ANZ is set to slash thousands of jobs over the next year as newly-appointed Chief Executive Officer Nuno Matos begins to make his mark at the helm of the major bank.
ANZ said on Tuesday that approximately 3,500 workers will be cut by September 2026. The bank also plans to scale back its use of consultants and other third-party providers, impacting an additional 1,000 managed services contractors.
It's unclear which of ANZ's roughly 43,000 roles will be eliminated. But the bank said the cuts are intended to streamline operations and eliminate overlapping functions, with "limited impacts to frontline customer-facing roles."
"As we continue our strategic review, we are eliminating duplication and complexity, stopping work that doesn’t support our priorities and sharpening our focus on improving our non-financial risk management practices across the bank," Matos said.
ANZ said it will provide a strategy update to investors on 13 October.
The layoffs also include a $560 million restructuring charge.

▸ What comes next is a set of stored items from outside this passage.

//! Structure nodes
//!
//! The management API describes a page as a forest of loosely-typed JSON
//! objects. A node is a `tag` element, a `component` reference, a translated
//! text (`textKey`) or a literal `text`, and which one it is depends on which
//! field happens to be present. We decide that exactly once, here, so nothing
//! downstream has to re-check fields.
//!
//! Discrimination priority: component > tag > textKey > text > unknown.
//! Empty strings never discriminate.

use serde::{Deserialize, Serialize};
use serde_json::{Map, Value};
use std::collections::BTreeMap;

/// Attribute map of an element (`params` on the wire)
pub type Attributes = BTreeMap<String, AttrValue>;

/// A single attribute value: either a plain string or a list of strings
///
/// `class` is the usual list-valued attribute; its order matters for display.
#[derive(Debug, Clone, PartialEq, Eq, Serialize)]
#[serde(untagged)]
pub enum AttrValue {
    Text(String),
    List(Vec<String>),
}

impl AttrValue {
    /// Space-joined form (lists are joined, text is returned as-is)
    pub fn joined(&self) -> String {
        match self {
            AttrValue::Text(text) => text.clone(),
            AttrValue::List(items) => items.join(" "),
        }
    }

    /// Whether the value carries anything worth displaying
    pub fn is_blank(&self) -> bool {
        match self {
            AttrValue::Text(text) => text.is_empty(),
            AttrValue::List(items) => items.is_empty(),
        }
    }
}

impl From<&Value> for AttrValue {
    fn from(value: &Value) -> Self {
        match value {
            Value::String(s) => AttrValue::Text(s.clone()),
            Value::Array(items) => AttrValue::List(items.iter().map(scalar_text).collect()),
            // Numbers, booleans and nested objects keep their JSON spelling
            other => AttrValue::Text(scalar_text(other)),
        }
    }
}

fn scalar_text(value: &Value) -> String {
    match value {
        Value::String(s) => s.clone(),
        other => other.to_string(),
    }
}

/// Variant payload of a node
#[derive(Debug, Clone, PartialEq, Eq)]
pub enum NodeKind {
    /// HTML-like element: `{ tag, params?, children? }`
    Element {
        tag: String,
        attributes: Attributes,
        children: Vec<Node>,
    },
    /// Reference to a reusable component: `{ component, children? }`
    Component { name: String, children: Vec<Node> },
    /// Translation lookup: `{ textKey }`
    TranslatedText { key: String },
    /// Literal text: `{ text }`
    RawText { text: String },
    /// None of the discriminating fields were present.
    /// Children are kept so foreign data stays inspectable.
    Unknown { children: Vec<Node> },
}

/// One entry of a structure tree
#[derive(Debug, Clone, PartialEq, Eq, Deserialize)]
#[serde(from = "Value")]
pub struct Node {
    /// Backend-supplied stable identifier (`nodeId` / `_nodeId`)
    pub id: Option<String>,
    pub kind: NodeKind,
}

impl Node {
    pub fn element(tag: impl Into<String>, attributes: Attributes, children: Vec<Node>) -> Self {
        Self {
            id: None,
            kind: NodeKind::Element {
                tag: tag.into(),
                attributes,
                children,
            },
        }
    }

    pub fn component(name: impl Into<String>, children: Vec<Node>) -> Self {
        Self {
            id: None,
            kind: NodeKind::Component {
                name: name.into(),
                children,
            },
        }
    }

    pub fn translated(key: impl Into<String>) -> Self {
        Self {
            id: None,
            kind: NodeKind::TranslatedText { key: key.into() },
        }
    }

    pub fn raw_text(text: impl Into<String>) -> Self {
        Self {
            id: None,
            kind: NodeKind::RawText { text: text.into() },
        }
    }

    /// Attach an explicit stable identifier
    pub fn with_id(mut self, id: impl Into<String>) -> Self {
        self.id = Some(id.into());
        self
    }

    /// Ordered children (empty for text variants)
    pub fn children(&self) -> &[Node] {
        match &self.kind {
            NodeKind::Element { children, .. }
            | NodeKind::Component { children, .. }
            | NodeKind::Unknown { children } => children,
            NodeKind::TranslatedText { .. } | NodeKind::RawText { .. } => &[],
        }
    }

    /// A node has children iff its child list is present and non-empty
    pub fn has_children(&self) -> bool {
        !self.children().is_empty()
    }

    /// Element attributes, if this is an element
    pub fn attributes(&self) -> Option<&Attributes> {
        match &self.kind {
            NodeKind::Element { attributes, .. } => Some(attributes),
            _ => None,
        }
    }

    /// Ingest a JSON value. Never fails: anything unrecognised becomes `Unknown`.
    pub fn from_value(value: &Value) -> Self {
        match value {
            Value::Object(map) => Self::from_object(map),
            // A bare string in a children array is literal text
            Value::String(text) if !text.is_empty() => Self::raw_text(text.clone()),
            _ => Self {
                id: None,
                kind: NodeKind::Unknown {
                    children: Vec::new(),
                },
            },
        }
    }

    fn from_object(map: &Map<String, Value>) -> Self {
        let id = non_empty_str(map, "nodeId")
            .or_else(|| non_empty_str(map, "_nodeId"))
            .map(str::to_string);

        let children = || -> Vec<Node> {
            map.get("children")
                .and_then(Value::as_array)
                .map(|items| items.iter().map(Node::from_value).collect())
                .unwrap_or_default()
        };

        let kind = if let Some(name) = non_empty_str(map, "component") {
            NodeKind::Component {
                name: name.to_string(),
                children: children(),
            }
        } else if let Some(tag) = non_empty_str(map, "tag") {
            let attributes = map
                .get("params")
                .and_then(Value::as_object)
                .map(|params| {
                    params
                        .iter()
                        .map(|(key, value)| (key.clone(), AttrValue::from(value)))
                        .collect()
                })
                .unwrap_or_default();
            NodeKind::Element {
                tag: tag.to_string(),
                attributes,
                children: children(),
            }
        } else if let Some(key) = non_empty_str(map, "textKey") {
            NodeKind::TranslatedText {
                key: key.to_string(),
            }
        } else if let Some(text) = non_empty_str(map, "text") {
            NodeKind::RawText {
                text: text.to_string(),
            }
        } else {
            NodeKind::Unknown {
                children: children(),
            }
        };

        Self { id, kind }
    }
}

impl From<Value> for Node {
    fn from(value: Value) -> Self {
        Node::from_value(&value)
    }
}

fn non_empty_str<'a>(map: &'a Map<String, Value>, key: &str) -> Option<&'a str> {
    map.get(key)
        .and_then(Value::as_str)
        .filter(|s| !s.is_empty())
}

/// Ordered collection of root nodes
#[derive(Debug, Clone, Default, PartialEq, Eq, Deserialize)]
#[serde(from = "Value")]
pub struct Forest {
    pub roots: Vec<Node>,
}

impl Forest {
    pub fn new(roots: Vec<Node>) -> Self {
        Self { roots }
    }

    /// Ingest a snapshot. Arrays are forests, a single object is a one-root
    /// forest, `null` is empty.
    pub fn from_value(value: &Value) -> Self {
        let roots = match value {
            Value::Array(items) => items.iter().map(Node::from_value).collect(),
            Value::Null => Vec::new(),
            other => vec![Node::from_value(other)],
        };
        Self { roots }
    }

    pub fn is_empty(&self) -> bool {
        self.roots.is_empty()
    }

    /// Total number of nodes, all depths
    pub fn node_count(&self) -> usize {
        fn count(nodes: &[Node]) -> usize {
            nodes.iter().map(|n| 1 + count(n.children())).sum()
        }
        count(&self.roots)
    }
}

impl From<Value> for Forest {
    fn from(value: Value) -> Self {
        Forest::from_value(&value)
    }
}

#[cfg(test)]
mod tests {
    use super::*;
    use serde_json::json;

    #[test]
    fn test_component_wins_over_tag() {
        let node = Node::from_value(&json!({"component": "Hero", "tag": "div"}));
        assert!(matches!(node.kind, NodeKind::Component { ref name, .. } if name == "Hero"));
    }

    #[test]
    fn test_element_with_params_and_children() {
        let node = Node::from_value(&json!({
            "tag": "div",
            "params": {"id": "x", "class": ["a", "b"], "tabindex": 3},
            "children": [{"text": "hello"}]
        }));

        let attrs = node.attributes().expect("element");
        assert_eq!(attrs["id"], AttrValue::Text("x".into()));
        assert_eq!(
            attrs["class"],
            AttrValue::List(vec!["a".into(), "b".into()])
        );
        assert_eq!(attrs["tabindex"], AttrValue::Text("3".into()));
        assert_eq!(node.children().len(), 1);
        assert_eq!(node.children()[0], Node::raw_text("hello"));
    }

    #[test]
    fn test_text_variants() {
        assert_eq!(
            Node::from_value(&json!({"textKey": "home.title"})),
            Node::translated("home.title")
        );
        assert_eq!(Node::from_value(&json!({"text": "hi"})), Node::raw_text("hi"));
    }

    #[test]
    fn test_unknown_fallback() {
        let node = Node::from_value(&json!({"foo": 1}));
        assert!(matches!(node.kind, NodeKind::Unknown { .. }));

        // Empty discriminators don't count
        let node = Node::from_value(&json!({"text": ""}));
        assert!(matches!(node.kind, NodeKind::Unknown { .. }));

        let node = Node::from_value(&json!(42));
        assert!(matches!(node.kind, NodeKind::Unknown { .. }));
    }

    #[test]
    fn test_node_id_and_legacy_alias() {
        let node = Node::from_value(&json!({"tag": "p", "nodeId": "n-1"}));
        assert_eq!(node.id.as_deref(), Some("n-1"));

        let node = Node::from_value(&json!({"tag": "p", "_nodeId": "0.3"}));
        assert_eq!(node.id.as_deref(), Some("0.3"));
    }

    #[test]
    fn test_children_presence() {
        let node = Node::from_value(&json!({"component": "Hero", "children": []}));
        assert!(!node.has_children());

        let node = Node::from_value(&json!({"tag": "ul", "children": [{"tag": "li"}]}));
        assert!(node.has_children());
    }

    #[test]
    fn test_forest_shapes() {
        assert!(Forest::from_value(&json!([])).is_empty());
        assert!(Forest::from_value(&Value::Null).is_empty());

        let single = Forest::from_value(&json!({"tag": "main"}));
        assert_eq!(single.roots.len(), 1);

        let forest: Forest = serde_json::from_str(
            r#"[{"tag":"header","children":[{"textKey":"a"},{"text":"b"}]},{"component":"Footer"}]"#,
        )
        .unwrap();
        assert_eq!(forest.roots.len(), 2);
        assert_eq!(forest.node_count(), 4);
    }
}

“We are operating in a rapidly evolving and highly competitive banking environment," Matos said. “My ambition is for ANZ to be the best bank for our customers, while ensuring we sustainably meet the performance expected over the long-term."
ANZ did not respond to requests for further comments. But a person familiar with the matter said the layoffs are aimed more at reducing inefficiencies in ANZ's head office than targeting broker roles.
Matos took over as head honcho of the major bank in May. But it didn't take long for the new CEO to voice concerns with ANZ's culture. In a series of town halls in July, Matos said he was unhappy with the bank's service standards and said "the culture has to pivot."
“We will be in permanent transformation; in today’s business environment, change is the name of the game,” Matos said in July. “There is not a single person in this company that cannot transform the company a little bit.”
Matos steps into ANZ's leadership team at a critical moment for the mortgage sector. Although recent interest rate cuts by the Reserve Bank of Australia (RBA) could bring further relief to mortgage costs, issues like cost-of-living, limited housing supply and climbing property prices remain major concerns for both homeowners and investors. At the same time, the impact of Prime Minister Anthony Albanese’s new housing schemes are still uncertain.
Meanwhile, many of Australia's banks have revealed plans this year to move away from the third-party broker channel, even as borrowers become increasingly reliant on brokers for their financial needs.
According to the latest figures, released in June, approximately 76.8% of all new residential home loans in Australia were written by mortgage brokers, according to the Mortgage & Finance Association of Australia (MFAA).
In the case of ANZ, the bank appears to be leaning into the third-party broker channel, which is made up of roughly 19,000 brokers.
In ANZ's Australia Retail division, home loans grew 3% in 2025's first half, year-over-year.
"ANZ remains committed to supporting the broker channel as they play a pivotal role in helping Australians' achieve homeownership," a representative from ANZ told Australian Broker in May. "The broker network is a strategic pillar of ANZ’s mortgage business, and we continue to invest in its growth."